HISTOIRE LA TERREUR 1792-1794

NOTES, ÉCLAIRCISSEMENTS ET PIÈCES INÉDITES

 

I. — LETTRES CONFIDENTIELLES DES GÉNÉRAUX.

 

 

Au citoyen Pétion, député à la Convention nationale.

 

Liège, le 29 novembre, l'an 2me de la République.

Si vous continuez, mes bons amis, à soupçonner vos généraux, à accuser vos administrateurs, a les remplacer par leurs calomniateurs, à faire protester des lettres de change d'argent contre assignats, que j'ai été forcé de faire pour emprunter de quoi payer la solde, qui n'avait ni payeur ni numéraire si votre tribune, au lieu de ne recevoir que des orateurs s'occupant de législation, de plans de gouvernement, ne présente que des hommes qui se permettent des délations et des injures contre tous les préposés ; si enfin, à peine entrés chez un peuple ami, nous y établissons le monopole et les compagnies exclusives alors la première année de la République pourra bien devenir la dernière ; alors vous n'aurez pour généraux que des ambitieux, des intrigants ou des sots ; alors ou vous m'ostraciserez, ou je me retirerai. Car rien au monde ne pourra m'engager à être le fléau des nations, l'instrument de la tyrannie ou de la sottise.
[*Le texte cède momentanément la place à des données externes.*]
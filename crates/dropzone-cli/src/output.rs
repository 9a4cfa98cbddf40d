//! Output renderers and formatting helpers for CLI commands.

use anyhow::anyhow;
use chrono::{DateTime, Utc};
use dropzone_catalog::{
    BookmarksProjection, DashboardProjection, DetailProjection, DropCard, Freshness,
};
use serde::Serialize;

use crate::cli::OutputFormat;
use crate::client::{CliError, CliResult};

/// Render `value` as pretty JSON or with the given table renderer.
pub(crate) fn render<T: Serialize>(
    value: &T,
    format: OutputFormat,
    table: impl FnOnce(&T) -> String,
) -> CliResult<String> {
    match format {
        OutputFormat::Json => serde_json::to_string_pretty(value)
            .map_err(|err| CliError::failure(anyhow!("failed to format JSON: {err}"))),
        OutputFormat::Table => Ok(table(value)),
    }
}

pub(crate) fn dashboard_table(projection: &DashboardProjection) -> String {
    let mut lines = Vec::new();
    push_freshness(&mut lines, projection.freshness);

    lines.push(format!("Released ({})", projection.released.len()));
    push_cards(&mut lines, &projection.released, "No drops released yet.");

    lines.push(String::new());
    lines.push(format!(
        "Bookmarks (showing {} of {})",
        projection.bookmark_preview.len(),
        projection.bookmark_count
    ));
    push_cards(
        &mut lines,
        &projection.bookmark_preview,
        "No bookmarks yet.",
    );

    lines.push(String::new());
    lines.push(format!("Upcoming ({})", projection.upcoming.len()));
    if projection.upcoming.is_empty() {
        lines.push("  No upcoming drops.".into());
    }
    for card in &projection.upcoming {
        lines.push(format!(
            "  {:<8} {:<40} releases {}",
            card.id,
            truncate(&card.title, 40),
            format_time(card.release_time)
        ));
    }
    lines.join("\n")
}

pub(crate) fn bookmarks_table(projection: &BookmarksProjection) -> String {
    let mut lines = Vec::new();
    push_freshness(&mut lines, projection.freshness);
    lines.push(format!("Bookmarks ({})", projection.bookmarks.len()));
    push_cards(&mut lines, &projection.bookmarks, "No bookmarks yet.");
    lines.join("\n")
}

pub(crate) fn detail_table(projection: &DetailProjection) -> String {
    let mut lines = Vec::new();
    push_freshness(&mut lines, projection.freshness);
    let Some(card) = &projection.card else {
        lines.push("Drop not loaded.".into());
        return lines.join("\n");
    };
    lines.push(format!("id: {}", card.id));
    lines.push(format!("title: {}", card.title));
    lines.push(format!("type: {} {}", card.icon, card.label));
    lines.push(format!("access: {}", card.entitlement));
    lines.push(format!(
        "release: {} ({})",
        format_time(card.release_time),
        release_label(card)
    ));
    lines.push(format!("bookmarked: {}", yes_no(card.bookmarked)));
    if let Some(description) = &card.description {
        lines.push(format!("description: {description}"));
    }
    if let Some(link) = &card.link {
        lines.push(format!("link: {link}"));
    }
    lines.push(format!("actions: {}", actions(card)));
    if card.downloading {
        lines.push("download in progress".into());
    }
    lines.join("\n")
}

fn push_cards(lines: &mut Vec<String>, cards: &[DropCard], empty: &str) {
    if cards.is_empty() {
        lines.push(format!("  {empty}"));
        return;
    }
    for card in cards {
        lines.push(format!(
            "  {:<8} {} {:<40} {:<18} {:<8} {}",
            card.id,
            card.icon,
            truncate(&card.title, 40),
            card.label,
            card.entitlement,
            if card.bookmarked { "★" } else { "☆" }
        ));
    }
}

fn push_freshness(lines: &mut Vec<String>, freshness: Freshness) {
    if let Freshness::Stale { collection, .. } = freshness {
        lines.push(format!(
            "warning: showing stale data (failed to load {collection} drops)"
        ));
    }
}

fn release_label(card: &DropCard) -> &'static str {
    match card.release {
        dropzone_core::Release::Released => "released",
        dropzone_core::Release::Upcoming => "upcoming",
    }
}

fn actions(card: &DropCard) -> String {
    let mut permitted = Vec::new();
    if card.can_download {
        permitted.push("download");
    }
    if card.can_open {
        permitted.push("open");
    }
    if permitted.is_empty() {
        "none".into()
    } else {
        permitted.join(", ")
    }
}

const fn yes_no(value: bool) -> &'static str {
    if value { "yes" } else { "no" }
}

fn truncate(text: &str, max: usize) -> String {
    if text.chars().count() <= max {
        text.to_string()
    } else {
        let kept: String = text.chars().take(max.saturating_sub(1)).collect();
        format!("{kept}…")
    }
}

#[must_use]
pub(crate) fn format_time(instant: DateTime<Utc>) -> String {
    instant.format("%Y-%m-%d %H:%M UTC").to_string()
}

#[must_use]
pub(crate) fn format_bytes(bytes: u64) -> String {
    const KIB: f64 = 1024.0;
    const MIB: f64 = KIB * 1024.0;
    const GIB: f64 = MIB * 1024.0;
    let value = bytes_to_f64(bytes);
    if value >= GIB {
        format!("{:.2} GiB", value / GIB)
    } else if value >= MIB {
        format!("{:.2} MiB", value / MIB)
    } else if value >= KIB {
        format!("{:.2} KiB", value / KIB)
    } else {
        format!("{bytes} B")
    }
}

fn bytes_to_f64(value: u64) -> f64 {
    let high = u32::try_from(value >> 32).unwrap_or(u32::MAX);
    let low = u32::try_from(value & 0xFFFF_FFFF).unwrap_or(u32::MAX);
    f64::from(high) * 4_294_967_296.0 + f64::from(low)
}

#[cfg(test)]
mod tests {
    use super::*;
    use chrono::TimeZone;
    use dropzone_core::{DropId, Release};

    fn card(id: &str, title: &str) -> DropCard {
        DropCard {
            id: DropId::from(id),
            title: title.into(),
            description: Some("Handy notes".into()),
            icon: "📋",
            label: "Cheat Sheet",
            entitlement: "Free",
            release_time: Utc
                .with_ymd_and_hms(2025, 5, 1, 9, 30, 0)
                .single()
                .expect("valid time"),
            release: Release::Released,
            bookmarked: true,
            can_download: true,
            can_open: false,
            link: None,
            downloading: false,
        }
    }

    #[test]
    fn format_bytes_displays_expected_units() {
        assert_eq!(format_bytes(512), "512 B");
        assert_eq!(format_bytes(2048), "2.00 KiB");
        assert_eq!(format_bytes(3 * 1024 * 1024), "3.00 MiB");
        assert_eq!(format_bytes(5 * 1024 * 1024 * 1024), "5.00 GiB");
    }

    #[test]
    fn dashboard_table_lists_sections_and_counts() {
        let projection = DashboardProjection {
            released: vec![card("1", "Rust cheats")],
            bookmark_preview: vec![card("1", "Rust cheats")],
            bookmark_count: 6,
            upcoming: Vec::new(),
            freshness: Freshness::Empty,
        };
        let table = dashboard_table(&projection);
        assert!(table.contains("Released (1)"));
        assert!(table.contains("Bookmarks (showing 1 of 6)"));
        assert!(table.contains("No upcoming drops."));
        assert!(table.contains("★"));
    }

    #[test]
    fn stale_views_carry_a_warning() {
        let projection = BookmarksProjection {
            bookmarks: Vec::new(),
            freshness: Freshness::Stale {
                fetched_at: None,
                collection: dropzone_core::Collection::Bookmarked,
            },
        };
        let table = bookmarks_table(&projection);
        assert!(table.starts_with("warning: showing stale data (failed to load bookmarked drops)"));
    }

    #[test]
    fn detail_table_lists_actions() {
        let projection = DetailProjection {
            card: Some(card("5", "Rust cheats")),
            freshness: Freshness::Empty,
        };
        let table = detail_table(&projection);
        assert!(table.contains("type: 📋 Cheat Sheet"));
        assert!(table.contains("release: 2025-05-01 09:30 UTC (released)"));
        assert!(table.contains("actions: download"));
    }

    #[test]
    fn long_titles_are_truncated() {
        let title = "x".repeat(50);
        assert_eq!(truncate(&title, 10).chars().count(), 10);
        assert_eq!(truncate("short", 10), "short");
    }
}
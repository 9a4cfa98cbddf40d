#![forbid(unsafe_code)]
#![warn(
    unused,
    unreachable_pub,
    clippy::all,
    clippy::pedantic,
    rustdoc::broken_intra_doc_links,
    missing_docs
)]

//! Client-side catalog engine for DropZone.
//!
//! A [`Catalog`] owns one session's state: the snapshots each mounted view
//! shows, the bookmark set they share, and the toggles and downloads in
//! flight. Views mount through the catalog, fetch through it, and re-render
//! when the event bus reports a change that concerns them.
//!
//! Layout: `store.rs` (shared state and toggle bookkeeping), `snapshot.rs`
//! (ordered record sets), `fetcher.rs`, `bookmarks.rs`, `access.rs`,
//! `views.rs` (handles and projections), `sink.rs` (filesystem sink),
//! `engine.rs` (facade).

pub mod access;
pub mod bookmarks;
pub mod engine;
pub mod fetcher;
pub mod sink;
pub mod snapshot;
pub mod store;
pub mod views;

pub use access::{AccessGate, download_filename};
pub use bookmarks::{BookmarkOutcome, BookmarkSynchronizer};
pub use engine::{Catalog, CatalogBuilder};
pub use fetcher::CatalogFetcher;
pub use sink::{DirectorySink, sanitize_filename};
pub use snapshot::CatalogSnapshot;
pub use store::{
    CatalogStore, DownloadGuard, FetchOutcome, FetchTicket, Freshness, ToggleTicket, ViewKind,
    ViewSnapshot,
};
pub use views::{
    BOOKMARK_PREVIEW_LEN, BookmarksProjection, BookmarksView, DashboardProjection, DashboardView,
    DetailProjection, DetailView, DropCard, ViewEvents, ViewHandle,
};
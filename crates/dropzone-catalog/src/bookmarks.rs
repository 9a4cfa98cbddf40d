//! Optimistic bookmark toggles.

use std::sync::Arc;

use dropzone_core::{CatalogError, CatalogResult, DropId, DropService};
use serde::Serialize;

use crate::store::CatalogStore;

/// Settled result of a toggle.
#[derive(Debug, Clone, PartialEq, Eq, Serialize)]
pub struct BookmarkOutcome {
    /// Drop that was toggled.
    pub drop_id: DropId,
    /// Bookmark state now shown by every view.
    pub bookmarked: bool,
}

/// Flips bookmarks locally first, then confirms or reverts with the service.
#[derive(Clone)]
pub struct BookmarkSynchronizer {
    service: Arc<dyn DropService>,
    store: CatalogStore,
}

impl BookmarkSynchronizer {
    /// Synchroniser writing into `store`.
    #[must_use]
    pub fn new(service: Arc<dyn DropService>, store: CatalogStore) -> Self {
        Self { service, store }
    }

    /// Toggle the bookmark on a released drop.
    ///
    /// Every loaded copy of the drop shows the new state before the remote call
    /// is issued. On failure every copy that exists at settle time is restored
    /// to the prior state. The remote call and the settle step run on a
    /// spawned task, so dropping the returned future does not leave the drop
    /// stuck in flight.
    ///
    /// # Errors
    ///
    /// - [`CatalogError::ToggleInFlight`] when a toggle for the drop is pending.
    /// - [`CatalogError::ContractViolation`] for unknown or unreleased drops.
    /// - [`CatalogError::BookmarkSync`] when the service call failed; local
    ///   state has already been reverted.
    pub async fn toggle_bookmark(&self, drop_id: &DropId) -> CatalogResult<BookmarkOutcome> {
        let ticket = self.store.begin_toggle(drop_id)?;
        let service = Arc::clone(&self.service);
        let drop_id = drop_id.clone();

        let task = tokio::spawn(async move {
            let result = service.toggle_bookmark(&drop_id).await;
            match result {
                Ok(ack) => {
                    let bookmarked = ticket.commit(ack);
                    tracing::info!(drop_id = %drop_id, bookmarked, "bookmark updated");
                    Ok(BookmarkOutcome {
                        drop_id,
                        bookmarked,
                    })
                }
                Err(source) => {
                    let restored = ticket.revert();
                    tracing::warn!(
                        drop_id = %drop_id,
                        restored,
                        error = %source,
                        "bookmark update failed; reverted"
                    );
                    Err(CatalogError::BookmarkSync { drop_id, source })
                }
            }
        });

        task.await.map_err(|_| CatalogError::TaskAborted {
            operation: "toggle_bookmark",
        })?
    }
}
Ainsi je me réfère à ma lettre à la Convention nationale ; elle décidera de mon sort et de celui des provinces que je viens de rendre à la liberté. Vos bureaux de la guerre sont pires que jamais ; la bureaucratie est plus tyrannique que sous l'ancien régime, et tout le système actuel nous conduit à notre perte et à vivre ensemble comme des loups enrages. Si les gens sensés et honnêtes ne se rallient pas, la France perdra tout le fruit de nos victoires et retombera dans la plus dangereuse des anarchies. Quant à moi, je ne fuirai pas les dangers personnels ; mais je fuirai tout emploi et je pleurerai dans un coin sur l'ingratitude et l'imprudence de mes concitoyens.

DUMOURIEZ.

Post-scriptum. Je vous envoie les deux Égalité qui sont pénètres du plus profond chagrin, mais qui resteront fidèles à leur devoir. Ils ont une carrière plus longue que la mienne à remplir tant pis pour eux. La mienne a été bien agitée, bien brillante, bien utile il est temps que j'enraye puisqu'on brise mes roues et qu'on tue mes chevaux.

 

———————————————

 

Au citoyen Cochon-l'Apparent, députe à la Convention nationale.

 

Au quartier général, à Sarrelouis, le 10 janvier 1793, l'an 2e de la République.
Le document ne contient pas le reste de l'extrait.